_INPUT RECORDS_:
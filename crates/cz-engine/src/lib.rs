//! Transport and rendering engine for the cadenza workstation.
//!
//! Turns the note/clip model into scheduled sound emissions on a render
//! graph, either live against a running clock (the [`Transport`]) or
//! offline into a fixed-length buffer ([`render_track_to_buffer`]).

mod config;
mod drums;
mod error;
mod frame;
mod frequency;
pub mod graph;
mod mixer;
mod offline;
mod param;
mod pass;
mod registry;
mod sampler;
mod synth;
pub mod transport;

pub use config::EngineConfig;
pub use drums::{schedule_drum, schedule_hat, schedule_kick, schedule_snare};
pub use error::RenderError;
pub use frame::Frame;
pub use frequency::{cents_to_ratio, pitch_to_frequency};
pub use graph::{BusKey, Emission, EmissionKey, RenderGraph, SharedGraph, Source};
pub use mixer::{audibility, MixingGraph};
pub use offline::{
    render_project_to_buffer, render_stems, render_track_to_buffer, OfflineContext,
};
pub use param::{Param, SILENCE_FLOOR};
pub use pass::{schedule_note, schedule_track, PassStats, ScheduleWindow};
pub use registry::{ScheduledVoice, VoiceId, VoiceRegistry};
pub use sampler::{schedule_sampler_note, schedule_segment};
pub use synth::{schedule_synth_note, trigger_synth_voice, LiveVoice, RELEASE_EPSILON};
pub use transport::{PollEvent, Transport, TransportState};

_TASK GOAL_: Only the lines of the data holding the string "synth" are wanted; copy each of them.

_EXERCISE RESULT_:
mod synth;
pub use synth::{schedule_synth_note, trigger_synth_voice, LiveVoice, RELEASE_EPSILON};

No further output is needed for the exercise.